Extracted data –
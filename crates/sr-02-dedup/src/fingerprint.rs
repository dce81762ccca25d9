//! # Message Fingerprints
//!
//! A fingerprint is the hex SHA-256 of a canonical rendering of the
//! configured unique properties, or of the whole message when none are
//! configured. Property order in the route settings never matters.

use serde_json::Value;
use sha2::{Digest, Sha256};
use shared_types::{lookup_path, ScanMessage};

/// Fingerprint of `message` under the given unique property paths.
///
/// Missing properties contribute `null`, so two messages that both lack a
/// property still match on it.
pub fn message_fingerprint(message: &ScanMessage, unique_props: &[String]) -> String {
    let mut hasher = Sha256::new();

    if unique_props.is_empty() {
        // serde_json maps are key-sorted, so this rendering is canonical.
        hasher.update(Value::Object(message.clone()).to_string().as_bytes());
        return hex::encode(hasher.finalize());
    }

    let mut props: Vec<&str> = unique_props.iter().map(String::as_str).collect();
    props.sort_unstable();
    props.dedup();

    for prop in props {
        let value = lookup_path(message, prop).unwrap_or(&Value::Null);
        hasher.update(prop.as_bytes());
        hasher.update(b"=");
        hasher.update(value.to_string().as_bytes());
        hasher.update(b";");
    }
    hex::encode(hasher.finalize())
}

/// Dedup record key: a fingerprint scoped to one route output, so the same
/// message still reaches every output once.
pub fn dedup_key(route: &str, output: &str, fingerprint: &str) -> String {
    format!("{route}/{output}/{fingerprint}")
}
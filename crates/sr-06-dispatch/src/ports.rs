//! # Ports
//!
//! Capabilities the dispatcher consumes but does not implement. The runtime
//! plugs in concrete sinks, a renderer and a policy; tests plug in doubles.

use crate::error::{OutputError, RenderError};
use async_trait::async_trait;
use shared_types::{OutputSettings, RenderedScan, Route, ScanMessage, TemplateSettings};
use std::sync::Arc;

/// A delivery sink (chat, ticketing, webhook, ...).
#[async_trait]
pub trait Output: Send + Sync {
    fn name(&self) -> &str;

    async fn send(&self, payload: &RenderedScan) -> Result<(), OutputError>;

    /// Release sink resources. Called once when the output is removed or
    /// the router shuts down.
    async fn terminate(&self) -> Result<(), OutputError>;
}

/// Builds sinks from their settings when an output is registered.
pub trait OutputFactory: Send + Sync {
    fn build(&self, settings: &OutputSettings) -> Result<Arc<dyn Output>, OutputError>;
}

/// Turns messages into rendered payloads.
pub trait Renderer: Send + Sync {
    fn render(
        &self,
        template: &TemplateSettings,
        message: &ScanMessage,
    ) -> Result<RenderedScan, RenderError>;

    /// Render a digest of already rendered entries (newest first).
    fn render_batch(
        &self,
        template: &TemplateSettings,
        entries: &[RenderedScan],
    ) -> Result<RenderedScan, RenderError>;
}

/// Decides whether a route accepts a message.
pub trait PolicyEvaluator: Send + Sync {
    fn evaluate(&self, route: &Route, message: &ScanMessage) -> bool;
}

/// Per-route pre-filter run before the policy. Returning `false` drops the
/// message for that route.
pub type InputCallback = Arc<dyn Fn(&ScanMessage) -> bool + Send + Sync>;

/// Accepts every message on every route.
#[derive(Debug, Default, Clone, Copy)]
pub struct AcceptAll;

impl PolicyEvaluator for AcceptAll {
    fn evaluate(&self, _route: &Route, _message: &ScanMessage) -> bool {
        true
    }
}
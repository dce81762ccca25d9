//! # Persistence (sr-01)
//!
//! Durable bucketed key/value storage for the relay: dedup records and their
//! TTL index, aggregation buffers, invocation counters and shared settings.
//!
//! ## Backends
//!
//! | Backend | Type | Used for |
//! |---------|------|----------|
//! | Embedded | [`RocksDbStore`] | single-node deployments |
//! | Relational | [`RelationalStore`] | Postgres (SQLite in dev/tests), tenant-scoped |
//! | Memory | [`InMemoryStore`] | unit tests |
//!
//! All three implement [`PersistenceProvider`]; exactly one is opened per
//! process through [`configure_storage`].
//!
//! ## Crate Structure (Hexagonal Architecture)
//!
//! - `domain/` - buckets, TTL key encoding, errors
//! - `ports/` - provider contract (outbound) and bookkeeping API (inbound)
//! - `adapters/` - backends
//! - `setup.rs` - backend selection
//! - `service/` - bookkeeping on top of a provider
//!
//! ## Usage
//!
//! ```ignore
//! use sr_01_persistence::{configure_storage, Bucket, StorageConfig};
//!
//! let provider = configure_storage(&StorageConfig::new("./data/relay", None, None)).await?;
//! provider.put(Bucket::Messages, "fp", b"{}", None).await?;
//! ```

pub mod adapters;
pub mod domain;
pub mod ports;
pub mod service;
pub mod setup;

pub use adapters::InMemoryStore;
#[cfg(feature = "relational")]
pub use adapters::{PoolConfig, RelationalStore};
#[cfg(feature = "rocksdb")]
pub use adapters::{RocksDbConfig, RocksDbStore};
pub use domain::{
    expiry_key, format_timestamp, sweep_bound, Bucket, SetupError, StoreError, TIMESTAMP_FORMAT,
};
pub use ports::{BackendKind, BookkeepingApi, PersistenceProvider, StoredEntry};
pub use service::{BookkeepingService, API_KEY_NAME, CONFIG_SNAPSHOT_NAME};
pub use setup::{configure_storage, StorageConfig, DEFAULT_DB_PATH};
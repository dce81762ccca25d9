//! # Deduplication Store

use chrono::{DateTime, Duration, Utc};
use sr_01_persistence::{Bucket, PersistenceProvider, StoreError};
use std::sync::Arc;
use tracing::debug;

/// Expiry for a dedup record; `None` when the window is zero.
pub fn expiry_for(now: DateTime<Utc>, window_seconds: u64) -> Option<DateTime<Utc>> {
    if window_seconds == 0 {
        return None;
    }
    let window = i64::try_from(window_seconds).ok()?;
    now.checked_add_signed(Duration::try_seconds(window)?)
}

/// First-sighting records in [`Bucket::Messages`].
#[derive(Clone)]
pub struct DeduplicationStore {
    provider: Arc<dyn PersistenceProvider>,
}

impl DeduplicationStore {
    pub fn new(provider: Arc<dyn PersistenceProvider>) -> Self {
        Self { provider }
    }

    /// Store `payload` under `key` unless a record already exists.
    ///
    /// Returns `true` on first sighting and `false` for a duplicate. An
    /// insert that loses a race against a concurrent writer counts as a
    /// duplicate. An existing record with an empty payload is treated as
    /// absent and overwritten.
    pub async fn may_be_store(
        &self,
        key: &str,
        payload: &[u8],
        expires_at: Option<DateTime<Utc>>,
    ) -> Result<bool, StoreError> {
        match self.provider.get_if_present(Bucket::Messages, key).await? {
            Some(existing) if !existing.is_empty() => {
                debug!("[sr-02] Duplicate message {}", key);
                Ok(false)
            }
            Some(_) => {
                self.provider
                    .put(Bucket::Messages, key, payload, expires_at)
                    .await?;
                Ok(true)
            }
            None => {
                let stored = self
                    .provider
                    .put_if_absent(Bucket::Messages, key, payload, expires_at)
                    .await?;
                if !stored {
                    debug!("[sr-02] Lost insert race for {}", key);
                }
                Ok(stored)
            }
        }
    }
}
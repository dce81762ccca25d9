//! # Bookkeeping Service
//!
//! Implements [`BookkeepingApi`] on top of any [`PersistenceProvider`].
//!
//! Counters are stored as decimal strings in [`Bucket::Counters`]. The
//! read-modify-write of an increment runs under one async lock so parallel
//! sends never lose an increment.


use crate::domain::{Bucket, StoreError};
use crate::ports::{BookkeepingApi, PersistenceProvider};
use async_trait::async_trait;
use rand::RngCore;
use std::sync::Arc;
use tokio::sync::Mutex;
use tracing::{debug, info};

/// Key of the API key in [`Bucket::SharedConfig`].
pub const API_KEY_NAME: &str = "RELAY_API_KEY";

/// Key of the settings snapshot in [`Bucket::SharedConfig`].
pub const CONFIG_SNAPSHOT_NAME: &str = "RELAY_SETTINGS";

const API_KEY_BYTES: usize = 32;

pub struct BookkeepingService {
    provider: Arc<dyn PersistenceProvider>,
    counter_lock: Mutex<()>,
}

impl BookkeepingService {
    pub fn new(provider: Arc<dyn PersistenceProvider>) -> Self {
        Self {
            provider,
            counter_lock: Mutex::new(()),
        }
    }

    async fn read_counter(&self, output: &str) -> Result<u64, StoreError> {
        let Some(raw) = self.provider.get_if_present(Bucket::Counters, output).await? else {
            return Ok(0);
        };
        if raw.is_empty() {
            return Ok(0);
        }
        std::str::from_utf8(&raw)
            .ok()
            .and_then(|s| s.trim().parse::<u64>().ok())
            .ok_or_else(|| StoreError::Corrupt {
                bucket: Bucket::Counters.as_str(),
                key: output.to_string(),
                message: "counter is not a decimal number".to_string(),
            })
    }

    async fn read_string(&self, key: &str) -> Result<Option<String>, StoreError> {
        let Some(raw) = self.provider.get_if_present(Bucket::SharedConfig, key).await? else {
            return Ok(None);
        };
        String::from_utf8(raw)
            .map(Some)
            .map_err(|e| StoreError::Corrupt {
                bucket: Bucket::SharedConfig.as_str(),
                key: key.to_string(),
                message: e.to_string(),
            })
    }
}

#[async_trait]
impl BookkeepingApi for BookkeepingService {
    async fn register_invocation(&self, output: &str) -> Result<u64, StoreError> {
        let _guard = self.counter_lock.lock().await;
        let next = self.read_counter(output).await?.saturating_add(1);
        self.provider
            .put(Bucket::Counters, output, next.to_string().as_bytes(), None)
            .await?;
        debug!("[sr-01] Output {} invoked {} times", output, next);
        Ok(next)
    }

    async fn invocation_count(&self, output: &str) -> Result<u64, StoreError> {
        self.read_counter(output).await
    }

    async fn ensure_api_key(&self) -> Result<String, StoreError> {
        let mut bytes = [0u8; API_KEY_BYTES];
        rand::thread_rng().fill_bytes(&mut bytes);
        let key = hex::encode(bytes);

        self.provider
            .put(Bucket::SharedConfig, API_KEY_NAME, key.as_bytes(), None)
            .await?;
        info!("[sr-01] API key generated");
        Ok(key)
    }

    async fn api_key(&self) -> Result<String, StoreError> {
        match self.read_string(API_KEY_NAME).await? {
            Some(key) if !key.is_empty() => Ok(key),
            _ => Err(StoreError::NotFound {
                bucket: Bucket::SharedConfig.as_str(),
                key: API_KEY_NAME.to_string(),
            }),
        }
    }

    async fn save_config_snapshot(&self, json: &str) -> Result<(), StoreError> {
        self.provider
            .put(
                Bucket::SharedConfig,
                CONFIG_SNAPSHOT_NAME,
                json.as_bytes(),
                None,
            )
            .await
    }

    async fn load_config_snapshot(&self) -> Result<String, StoreError> {
        Ok(self
            .read_string(CONFIG_SNAPSHOT_NAME)
            .await?
            .filter(|s| !s.is_empty())
            .unwrap_or_else(|| "{}".to_string()))
    }
}
//! # Inbound Ports
//!
//! Operational bookkeeping kept in the same store as relay data.

use async_trait::async_trait;

use crate::domain::StoreError;

/// Per-output counters, the API key and the settings snapshot.
#[async_trait]
pub trait BookkeepingApi: Send + Sync {
    /// Increment the persisted invocation counter for `output`.
    async fn register_invocation(&self, output: &str) -> Result<u64, StoreError>;

    /// Current counter value; zero when the output never sent anything.
    async fn invocation_count(&self, output: &str) -> Result<u64, StoreError>;

    /// Generate and store a fresh API key, replacing any previous one.
    async fn ensure_api_key(&self) -> Result<String, StoreError>;

    /// The stored API key. Fails with `NotFound` when none was generated.
    async fn api_key(&self) -> Result<String, StoreError>;

    async fn save_config_snapshot(&self, json: &str) -> Result<(), StoreError>;

    /// The last saved snapshot, or `"{}"` when none exists.
    async fn load_config_snapshot(&self) -> Result<String, StoreError>;
}
//! # Integration Flows

#[cfg(test)]
pub(crate) mod fixtures;

pub mod backends;
pub mod dispatch_flows;
pub mod retention;
//! # Relay Container
//!
//! Opens the store and wires every component onto it.
//!
//! ## Build order
//!
//! 1. Read the settings file (if configured); it may name the tenant
//! 2. Open exactly one persistence provider
//! 3. Fall back to the stored settings snapshot when no file is given
//! 4. Issue a fresh API key
//! 5. Build the router and load routes, outputs and templates

pub mod config;

pub use config::{ConfigError, RelayConfig};

use crate::adapters::TemplateRenderer;
use anyhow::{Context, Result};
use shared_types::TenantSettings;
use sr_01_persistence::{configure_storage, PersistenceProvider};
use sr_04_reaper::RetentionConfig;
use sr_06_dispatch::{AcceptAll, DispatchContext, OutputFactory, Router};
use std::sync::Arc;
use tracing::info;

pub struct RelayContainer {
    pub provider: Arc<dyn PersistenceProvider>,
    pub router: Arc<Router>,
    pub retention: RetentionConfig,
}

impl RelayContainer {
    pub async fn build(config: &RelayConfig, factory: Arc<dyn OutputFactory>) -> Result<Self> {
        let file_settings = config.load_settings()?;

        let mut storage = config.storage.clone();
        if storage.tenant.is_none() {
            storage.tenant = file_settings
                .as_ref()
                .map(|s| s.name.clone())
                .filter(|name| !name.is_empty());
        }
        let provider = configure_storage(&storage)
            .await
            .context("Failed to open storage")?;
        info!("[relay] Storage ready ({:?} backend)", provider.backend());

        let ctx = Arc::new(DispatchContext::new(
            Arc::clone(&provider),
            Arc::new(TemplateRenderer),
            Arc::new(AcceptAll),
        ));

        let settings = match file_settings {
            Some(settings) => settings,
            None => {
                let json = ctx
                    .bookkeeping
                    .load_config_snapshot()
                    .await
                    .context("Failed to load stored settings")?;
                info!("[relay] No settings file, using stored snapshot");
                serde_json::from_str::<TenantSettings>(&json)
                    .context("Stored settings snapshot is corrupt")?
            }
        };

        ctx.bookkeeping
            .ensure_api_key()
            .await
            .context("Failed to issue API key")?;
        info!("[relay] API key issued");

        let retention =
            RetentionConfig::from_settings(settings.db_max_size, settings.sweep_interval_hours());

        let router = Arc::new(Router::new(ctx, factory));
        router
            .apply_settings(settings)
            .await
            .context("Invalid tenant settings")?;

        Ok(Self {
            provider,
            router,
            retention,
        })
    }
}
//! # Inbound Messages
//!
//! Scan results arrive as raw bytes and are parsed into a JSON object once per
//! dispatch. Rendered output entries are flat string maps.

use std::collections::BTreeMap;

use serde_json::{Map, Value};

use crate::errors::MessageError;

/// A parsed inbound scan result.
pub type ScanMessage = Map<String, Value>;

/// A rendered scan entry (title, description, url, ...) as produced by a
/// template and accumulated by the aggregation engine.
pub type RenderedScan = BTreeMap<String, String>;

/// Replace backticks with single quotes.
///
/// Scanners embed shell snippets in descriptions; backticks break several
/// downstream template engines, so intake normalizes them before parsing.
pub fn sanitize_raw(raw: &[u8]) -> Vec<u8> {
    raw.iter()
        .map(|b| if *b == b'`' { b'\'' } else { *b })
        .collect()
}

/// Parse raw bytes into a [`ScanMessage`].
pub fn parse_message(raw: &[u8]) -> Result<ScanMessage, MessageError> {
    let value: Value =
        serde_json::from_slice(raw).map_err(|e| MessageError::Malformed(e.to_string()))?;
    match value {
        Value::Object(map) => Ok(map),
        Value::Null => Err(MessageError::NotAnObject { kind: "null" }),
        Value::Bool(_) => Err(MessageError::NotAnObject { kind: "bool" }),
        Value::Number(_) => Err(MessageError::NotAnObject { kind: "number" }),
        Value::String(_) => Err(MessageError::NotAnObject { kind: "string" }),
        Value::Array(_) => Err(MessageError::NotAnObject { kind: "array" }),
    }
}

/// Look up a field by dotted path (`vulnerability_summary.critical`).
///
/// A path segment that is not found at the top level is first tried as a
/// literal key, so keys that themselves contain dots still resolve.
pub fn lookup_path<'a>(message: &'a ScanMessage, path: &str) -> Option<&'a Value> {
    if let Some(value) = message.get(path) {
        return Some(value);
    }

    let mut segments = path.split('.');
    let first = segments.next()?;
    let mut current = message.get(first)?;
    for segment in segments {
        current = match current {
            Value::Object(map) => map.get(segment)?,
            Value::Array(items) => items.get(segment.parse::<usize>().ok()?)?,
            _ => return None,
        };
    }
    Some(current)
}

#[cfg(test)]
mod tests {
    use super::*;

    #[test]
    fn test_sanitize_replaces_backticks() {
        let raw = br#"{"description":"run `ls`"}"#;
        let cleaned = sanitize_raw(raw);
        assert_eq!(cleaned, br#"{"description":"run 'ls'"}"#.to_vec());
    }

    #[test]
    fn test_parse_object() {
        let msg = parse_message(br#"{"image":"alpine:3.18","registry":"Docker Hub"}"#).unwrap();
        assert_eq!(msg.get("image").unwrap(), "alpine:3.18");
    }

    #[test]
    fn test_parse_rejects_non_object() {
        assert_eq!(
            parse_message(b"[1,2]").unwrap_err(),
            MessageError::NotAnObject { kind: "array" }
        );
        assert!(matches!(
            parse_message(b"{not json"),
            Err(MessageError::Malformed(_))
        ));
    }

    #[test]
    fn test_lookup_nested_path() {
        let msg = parse_message(
            br#"{"vulnerability_summary":{"critical":2,"high":5},"tags":["a","b"],"a.b":1}"#,
        )
        .unwrap();

        assert_eq!(
            lookup_path(&msg, "vulnerability_summary.critical").unwrap(),
            &serde_json::json!(2)
        );
        assert_eq!(lookup_path(&msg, "tags.1").unwrap(), "b");
        assert_eq!(lookup_path(&msg, "a.b").unwrap(), &serde_json::json!(1));
        assert!(lookup_path(&msg, "vulnerability_summary.low").is_none());
        assert!(lookup_path(&msg, "missing").is_none());
    }
}
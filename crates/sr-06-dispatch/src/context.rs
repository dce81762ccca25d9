//! # Dispatch Context
//!
//! Every shared collaborator of the dispatcher, constructed once at startup
//! and handed to the engine and router.

use crate::ports::{PolicyEvaluator, Renderer};
use sr_01_persistence::{BookkeepingApi, BookkeepingService, PersistenceProvider};
use sr_02_dedup::DeduplicationStore;
use sr_03_aggregation::AggregationEngine;
use sr_05_scheduler::SchedulerRegistry;
use std::sync::Arc;

pub struct DispatchContext {
    pub provider: Arc<dyn PersistenceProvider>,
    pub dedup: DeduplicationStore,
    pub aggregation: AggregationEngine,
    pub bookkeeping: Arc<dyn BookkeepingApi>,
    pub schedulers: SchedulerRegistry,
    pub renderer: Arc<dyn Renderer>,
    pub policy: Arc<dyn PolicyEvaluator>,
}

impl DispatchContext {
    /// Wire the storage-backed components onto one provider.
    pub fn new(
        provider: Arc<dyn PersistenceProvider>,
        renderer: Arc<dyn Renderer>,
        policy: Arc<dyn PolicyEvaluator>,
    ) -> Self {
        Self {
            dedup: DeduplicationStore::new(Arc::clone(&provider)),
            aggregation: AggregationEngine::new(Arc::clone(&provider)),
            bookkeeping: Arc::new(BookkeepingService::new(Arc::clone(&provider))),
            schedulers: SchedulerRegistry::new(),
            renderer,
            policy,
            provider,
        }
    }
}
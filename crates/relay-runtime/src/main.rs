//! # Scan Relay Runtime
//!
//! Reads newline-delimited JSON scan events from stdin and relays them to
//! the configured outputs.
//!
//! ## Startup Sequence
//!
//! 1. Install logging (stderr; stdout carries the built-in outputs)
//! 2. Load configuration from the environment
//! 3. Open storage, load settings, start the reaper and dispatcher
//! 4. Forward stdin into the intake queue
//!
//! The process drains and exits on Ctrl-C or when stdin closes.

use std::sync::Arc;

use anyhow::{Context, Result};
use tokio::io::BufReader;
use tracing::{error, info};
use tracing_subscriber::{EnvFilter, FmtSubscriber};

use relay_runtime::adapters::BuiltinOutputFactory;
use relay_runtime::intake::forward_lines;
use relay_runtime::{RelayConfig, RelayRuntime};

#[tokio::main]
async fn main() -> Result<()> {
    // Initialize logging
    let filter = EnvFilter::try_from_default_env().unwrap_or_else(|_| EnvFilter::new("info"));
    let subscriber = FmtSubscriber::builder()
        .with_env_filter(filter)
        .with_target(true)
        .with_thread_ids(true)
        .with_writer(std::io::stderr)
        .finish();
    tracing::subscriber::set_global_default(subscriber)?;

    let config = RelayConfig::from_env().context("Invalid configuration")?;
    let runtime = RelayRuntime::start(config, Arc::new(BuiltinOutputFactory)).await?;

    let mut input = tokio::spawn(forward_lines(
        BufReader::new(tokio::io::stdin()),
        runtime.publisher(),
    ));

    info!("Relay is running. Reading events from stdin, Ctrl+C to stop.");
    tokio::select! {
        signal = tokio::signal::ctrl_c() => {
            signal.context("Failed to listen for Ctrl+C")?;
            info!("Ctrl+C received");
            input.abort();
        }
        read = &mut input => match read {
            Ok(Ok(count)) => info!("stdin closed after {} events", count),
            Ok(Err(e)) => error!("Failed to read stdin: {}", e),
            Err(e) => error!("stdin reader failed: {}", e),
        },
    }

    runtime.shutdown().await?;
    Ok(())
}
//! # Deduplication (sr-02)
//!
//! At-most-once delivery of equal messages within a configurable window.
//!
//! ## Flow
//!
//! ```text
//! message ──▶ fingerprint(unique props | whole message)
//!                 │
//!                 ▼
//!     messages[fp] present? ──yes──▶ duplicate, skip
//!                 │ no
//!                 ▼
//!     insert messages[fp] (+ expiry[ts#fp] when a window is set)
//! ```

pub mod fingerprint;
pub mod store;

pub use fingerprint::{dedup_key, message_fingerprint};
pub use store::{expiry_for, DeduplicationStore};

Problem details – Set down again, word for word, the stretch of records from the line with "with single quotes." to the line with "Value::String(_) => Err(MessageError::NotAnObject", both of those lines included.

Task result –
/// Replace backticks with single quotes.
///
/// Scanners embed shell snippets in descriptions; backticks break several
/// downstream template engines, so intake normalizes them before parsing.
pub fn sanitize_raw(raw: &[u8]) -> Vec<u8> {
    raw.iter()
        .map(|b| if *b == b'`' { b'\'' } else { *b })
        .collect()
}

/// Parse raw bytes into a [`ScanMessage`].
pub fn parse_message(raw: &[u8]) -> Result<ScanMessage, MessageError> {
    let value: Value =
        serde_json::from_slice(raw).map_err(|e| MessageError::Malformed(e.to_string()))?;
    match value {
        Value::Object(map) => Ok(map),
        Value::Null => Err(MessageError::NotAnObject { kind: "null" }),
        Value::Bool(_) => Err(MessageError::NotAnObject { kind: "bool" }),
        Value::Number(_) => Err(MessageError::NotAnObject { kind: "number" }),
        Value::String(_) => Err(MessageError::NotAnObject { kind: "string" }),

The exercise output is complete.